Copy each line below that has "StartInPast".
(EXERCISE MATERIALS)
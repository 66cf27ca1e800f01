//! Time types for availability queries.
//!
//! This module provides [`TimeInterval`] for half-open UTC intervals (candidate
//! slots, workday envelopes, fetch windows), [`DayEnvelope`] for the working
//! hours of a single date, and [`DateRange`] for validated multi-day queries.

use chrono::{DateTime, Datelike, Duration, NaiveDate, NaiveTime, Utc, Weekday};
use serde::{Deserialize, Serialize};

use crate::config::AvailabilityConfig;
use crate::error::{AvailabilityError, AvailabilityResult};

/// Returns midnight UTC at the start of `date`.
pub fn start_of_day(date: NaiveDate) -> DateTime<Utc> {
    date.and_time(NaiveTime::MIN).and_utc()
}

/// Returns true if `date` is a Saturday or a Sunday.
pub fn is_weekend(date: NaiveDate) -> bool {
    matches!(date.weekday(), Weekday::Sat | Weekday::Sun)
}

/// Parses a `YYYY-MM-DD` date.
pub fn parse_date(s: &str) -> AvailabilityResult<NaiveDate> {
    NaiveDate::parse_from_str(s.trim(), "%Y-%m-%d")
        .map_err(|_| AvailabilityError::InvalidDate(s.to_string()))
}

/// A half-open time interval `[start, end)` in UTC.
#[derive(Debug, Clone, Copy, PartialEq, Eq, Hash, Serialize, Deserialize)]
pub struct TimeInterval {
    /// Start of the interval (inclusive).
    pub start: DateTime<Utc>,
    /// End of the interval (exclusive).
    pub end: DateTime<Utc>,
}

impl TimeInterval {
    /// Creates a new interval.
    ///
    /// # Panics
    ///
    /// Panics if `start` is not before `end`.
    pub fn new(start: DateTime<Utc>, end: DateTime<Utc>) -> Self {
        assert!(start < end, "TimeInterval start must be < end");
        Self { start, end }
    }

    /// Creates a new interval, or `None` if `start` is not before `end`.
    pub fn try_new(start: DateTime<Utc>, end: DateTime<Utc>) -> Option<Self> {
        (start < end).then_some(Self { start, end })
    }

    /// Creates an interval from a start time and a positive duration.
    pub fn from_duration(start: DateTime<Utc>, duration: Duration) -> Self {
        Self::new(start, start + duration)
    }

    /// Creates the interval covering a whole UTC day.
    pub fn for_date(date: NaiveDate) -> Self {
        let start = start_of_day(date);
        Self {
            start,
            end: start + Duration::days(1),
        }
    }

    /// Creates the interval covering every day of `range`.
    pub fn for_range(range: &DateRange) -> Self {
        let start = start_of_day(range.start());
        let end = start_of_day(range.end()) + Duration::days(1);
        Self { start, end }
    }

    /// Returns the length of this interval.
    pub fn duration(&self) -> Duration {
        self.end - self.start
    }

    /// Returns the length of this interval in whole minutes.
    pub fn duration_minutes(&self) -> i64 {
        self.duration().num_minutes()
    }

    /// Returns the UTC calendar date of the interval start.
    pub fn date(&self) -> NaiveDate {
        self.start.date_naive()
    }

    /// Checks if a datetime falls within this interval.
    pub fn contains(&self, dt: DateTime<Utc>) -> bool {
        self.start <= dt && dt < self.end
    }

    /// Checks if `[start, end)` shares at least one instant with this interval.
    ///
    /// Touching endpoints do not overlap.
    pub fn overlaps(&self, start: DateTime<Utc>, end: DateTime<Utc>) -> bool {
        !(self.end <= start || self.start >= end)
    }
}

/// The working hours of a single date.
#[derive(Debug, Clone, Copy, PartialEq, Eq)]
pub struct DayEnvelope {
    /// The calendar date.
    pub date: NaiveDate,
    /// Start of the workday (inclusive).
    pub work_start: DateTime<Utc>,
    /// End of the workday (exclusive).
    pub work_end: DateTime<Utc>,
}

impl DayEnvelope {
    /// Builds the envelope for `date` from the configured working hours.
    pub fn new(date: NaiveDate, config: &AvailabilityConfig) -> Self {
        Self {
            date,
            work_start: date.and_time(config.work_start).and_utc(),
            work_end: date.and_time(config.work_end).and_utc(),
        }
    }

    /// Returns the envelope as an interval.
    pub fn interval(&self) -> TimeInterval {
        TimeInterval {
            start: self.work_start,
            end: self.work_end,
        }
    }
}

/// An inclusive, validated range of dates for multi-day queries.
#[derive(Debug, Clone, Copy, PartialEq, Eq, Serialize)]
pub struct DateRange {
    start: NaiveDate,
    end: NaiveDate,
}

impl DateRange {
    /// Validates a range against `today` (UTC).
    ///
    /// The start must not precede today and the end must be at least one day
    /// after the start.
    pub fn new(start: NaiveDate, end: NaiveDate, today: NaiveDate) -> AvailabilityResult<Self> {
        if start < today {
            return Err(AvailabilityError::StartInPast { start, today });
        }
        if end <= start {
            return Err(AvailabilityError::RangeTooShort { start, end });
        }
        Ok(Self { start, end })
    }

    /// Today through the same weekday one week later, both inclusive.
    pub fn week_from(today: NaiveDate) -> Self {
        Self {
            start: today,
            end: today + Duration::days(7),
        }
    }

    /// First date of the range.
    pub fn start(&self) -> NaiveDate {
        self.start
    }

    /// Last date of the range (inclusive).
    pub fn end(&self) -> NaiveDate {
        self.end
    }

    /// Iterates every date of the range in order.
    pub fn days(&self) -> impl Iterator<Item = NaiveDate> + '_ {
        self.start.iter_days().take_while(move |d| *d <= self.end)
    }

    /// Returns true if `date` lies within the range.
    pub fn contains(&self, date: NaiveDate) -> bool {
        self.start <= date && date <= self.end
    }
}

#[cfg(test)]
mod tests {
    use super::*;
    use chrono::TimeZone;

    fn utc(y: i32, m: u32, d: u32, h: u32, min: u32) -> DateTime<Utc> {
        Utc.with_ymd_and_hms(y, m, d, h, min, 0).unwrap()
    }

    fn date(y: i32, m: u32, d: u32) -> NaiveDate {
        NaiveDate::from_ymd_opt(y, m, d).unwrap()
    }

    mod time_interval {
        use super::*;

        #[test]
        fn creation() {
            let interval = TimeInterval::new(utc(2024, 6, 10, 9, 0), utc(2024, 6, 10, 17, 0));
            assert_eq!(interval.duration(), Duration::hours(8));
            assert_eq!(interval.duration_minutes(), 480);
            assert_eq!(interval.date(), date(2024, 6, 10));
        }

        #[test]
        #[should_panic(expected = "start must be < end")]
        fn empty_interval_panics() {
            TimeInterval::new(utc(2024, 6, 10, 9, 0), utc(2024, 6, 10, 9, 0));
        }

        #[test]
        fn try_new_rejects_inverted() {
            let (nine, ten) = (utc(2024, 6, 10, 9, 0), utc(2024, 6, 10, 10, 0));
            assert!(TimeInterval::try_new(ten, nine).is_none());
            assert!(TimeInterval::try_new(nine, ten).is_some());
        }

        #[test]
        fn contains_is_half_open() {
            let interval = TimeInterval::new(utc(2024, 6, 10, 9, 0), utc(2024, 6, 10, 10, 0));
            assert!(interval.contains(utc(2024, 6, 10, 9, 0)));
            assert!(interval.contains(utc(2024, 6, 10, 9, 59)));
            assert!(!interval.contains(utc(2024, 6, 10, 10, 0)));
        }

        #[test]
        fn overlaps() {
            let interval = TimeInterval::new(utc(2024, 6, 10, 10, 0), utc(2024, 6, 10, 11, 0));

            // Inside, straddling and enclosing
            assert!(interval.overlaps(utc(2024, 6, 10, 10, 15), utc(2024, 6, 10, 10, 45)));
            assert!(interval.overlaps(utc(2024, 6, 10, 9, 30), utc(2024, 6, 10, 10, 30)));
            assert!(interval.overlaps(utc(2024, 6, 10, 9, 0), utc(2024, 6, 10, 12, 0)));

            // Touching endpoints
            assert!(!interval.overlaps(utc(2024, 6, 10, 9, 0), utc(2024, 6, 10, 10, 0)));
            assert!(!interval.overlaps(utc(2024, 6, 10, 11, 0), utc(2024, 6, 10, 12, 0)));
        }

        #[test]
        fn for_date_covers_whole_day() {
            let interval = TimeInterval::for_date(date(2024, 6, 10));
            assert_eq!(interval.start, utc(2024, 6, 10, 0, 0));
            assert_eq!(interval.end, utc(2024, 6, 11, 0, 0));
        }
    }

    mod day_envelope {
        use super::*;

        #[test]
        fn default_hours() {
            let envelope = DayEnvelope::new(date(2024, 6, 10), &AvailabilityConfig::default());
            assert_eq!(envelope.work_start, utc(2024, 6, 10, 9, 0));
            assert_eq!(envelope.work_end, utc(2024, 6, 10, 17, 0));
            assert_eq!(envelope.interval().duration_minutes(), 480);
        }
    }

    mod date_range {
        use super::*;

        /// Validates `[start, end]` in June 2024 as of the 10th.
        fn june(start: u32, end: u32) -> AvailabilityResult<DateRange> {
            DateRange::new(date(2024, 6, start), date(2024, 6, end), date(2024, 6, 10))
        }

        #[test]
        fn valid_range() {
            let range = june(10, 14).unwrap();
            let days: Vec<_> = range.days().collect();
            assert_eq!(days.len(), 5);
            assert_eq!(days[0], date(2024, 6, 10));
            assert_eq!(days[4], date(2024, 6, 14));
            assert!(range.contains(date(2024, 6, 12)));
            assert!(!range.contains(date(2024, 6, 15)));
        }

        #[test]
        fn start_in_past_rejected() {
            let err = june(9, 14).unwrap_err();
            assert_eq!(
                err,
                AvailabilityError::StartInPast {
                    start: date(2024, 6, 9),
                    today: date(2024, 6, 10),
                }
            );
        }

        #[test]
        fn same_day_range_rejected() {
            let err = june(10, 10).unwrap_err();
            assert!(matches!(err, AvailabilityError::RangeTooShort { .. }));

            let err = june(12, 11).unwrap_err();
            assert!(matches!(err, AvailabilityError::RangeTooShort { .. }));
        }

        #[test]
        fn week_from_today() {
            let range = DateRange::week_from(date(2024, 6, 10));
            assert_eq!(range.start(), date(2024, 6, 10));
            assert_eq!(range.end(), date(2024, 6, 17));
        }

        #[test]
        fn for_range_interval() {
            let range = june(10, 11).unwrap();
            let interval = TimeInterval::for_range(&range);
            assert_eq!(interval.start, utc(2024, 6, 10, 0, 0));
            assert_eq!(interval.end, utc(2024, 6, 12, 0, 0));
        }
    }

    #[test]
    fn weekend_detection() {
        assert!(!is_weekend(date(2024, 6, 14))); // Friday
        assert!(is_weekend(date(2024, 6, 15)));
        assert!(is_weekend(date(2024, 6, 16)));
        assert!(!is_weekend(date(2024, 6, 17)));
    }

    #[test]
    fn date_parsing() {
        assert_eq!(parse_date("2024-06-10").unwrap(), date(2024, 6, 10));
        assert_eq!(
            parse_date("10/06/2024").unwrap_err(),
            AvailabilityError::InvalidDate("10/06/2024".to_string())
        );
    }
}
(End EXERCISE MATERIALS)
(EXERCISE MATERIALS)
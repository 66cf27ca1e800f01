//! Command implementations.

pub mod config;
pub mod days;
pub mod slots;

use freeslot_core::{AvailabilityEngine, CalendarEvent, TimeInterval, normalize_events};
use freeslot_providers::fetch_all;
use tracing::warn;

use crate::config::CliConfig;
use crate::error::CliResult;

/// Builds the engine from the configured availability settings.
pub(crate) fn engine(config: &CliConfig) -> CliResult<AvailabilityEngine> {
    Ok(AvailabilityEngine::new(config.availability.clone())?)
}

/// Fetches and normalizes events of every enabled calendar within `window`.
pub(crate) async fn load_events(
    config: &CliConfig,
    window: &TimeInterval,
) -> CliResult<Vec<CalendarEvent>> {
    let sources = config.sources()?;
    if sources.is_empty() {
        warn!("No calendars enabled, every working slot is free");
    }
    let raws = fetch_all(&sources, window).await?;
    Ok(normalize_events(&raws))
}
(End EXERCISE MATERIALS)
(EXERCISE MATERIALS)
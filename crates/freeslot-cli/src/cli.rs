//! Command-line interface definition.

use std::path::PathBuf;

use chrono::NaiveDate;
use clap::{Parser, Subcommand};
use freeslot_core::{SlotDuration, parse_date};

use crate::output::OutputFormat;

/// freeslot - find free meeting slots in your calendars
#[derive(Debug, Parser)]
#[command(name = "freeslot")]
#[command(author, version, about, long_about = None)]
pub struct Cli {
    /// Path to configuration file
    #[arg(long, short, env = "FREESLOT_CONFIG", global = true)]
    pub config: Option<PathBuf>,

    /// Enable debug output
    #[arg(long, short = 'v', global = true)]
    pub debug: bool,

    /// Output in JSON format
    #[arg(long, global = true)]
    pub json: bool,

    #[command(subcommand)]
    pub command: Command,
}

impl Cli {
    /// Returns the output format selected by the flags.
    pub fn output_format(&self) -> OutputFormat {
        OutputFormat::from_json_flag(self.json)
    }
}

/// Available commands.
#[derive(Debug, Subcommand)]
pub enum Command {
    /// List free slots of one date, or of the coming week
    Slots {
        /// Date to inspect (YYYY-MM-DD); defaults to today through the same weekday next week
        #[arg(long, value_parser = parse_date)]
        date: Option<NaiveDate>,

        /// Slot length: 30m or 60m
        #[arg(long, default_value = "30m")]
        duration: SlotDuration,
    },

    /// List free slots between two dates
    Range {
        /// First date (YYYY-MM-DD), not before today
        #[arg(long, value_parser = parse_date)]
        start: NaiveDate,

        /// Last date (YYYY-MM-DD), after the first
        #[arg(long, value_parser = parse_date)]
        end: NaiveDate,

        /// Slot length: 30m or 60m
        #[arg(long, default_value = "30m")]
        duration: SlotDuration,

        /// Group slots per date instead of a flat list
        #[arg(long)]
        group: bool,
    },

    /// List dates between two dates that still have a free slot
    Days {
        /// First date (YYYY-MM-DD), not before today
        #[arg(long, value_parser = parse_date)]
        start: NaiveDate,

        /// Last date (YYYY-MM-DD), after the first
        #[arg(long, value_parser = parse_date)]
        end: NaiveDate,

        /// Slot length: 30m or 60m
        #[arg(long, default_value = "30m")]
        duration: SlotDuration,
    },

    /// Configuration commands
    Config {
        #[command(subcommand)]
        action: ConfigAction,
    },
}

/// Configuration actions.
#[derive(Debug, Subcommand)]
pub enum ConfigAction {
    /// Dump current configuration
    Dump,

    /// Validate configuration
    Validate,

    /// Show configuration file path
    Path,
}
(End EXERCISE MATERIALS)
* **EXERCISE ANSWER**:
            return Err(AvailabilityError::StartInPast { start, today });
                AvailabilityError::StartInPast {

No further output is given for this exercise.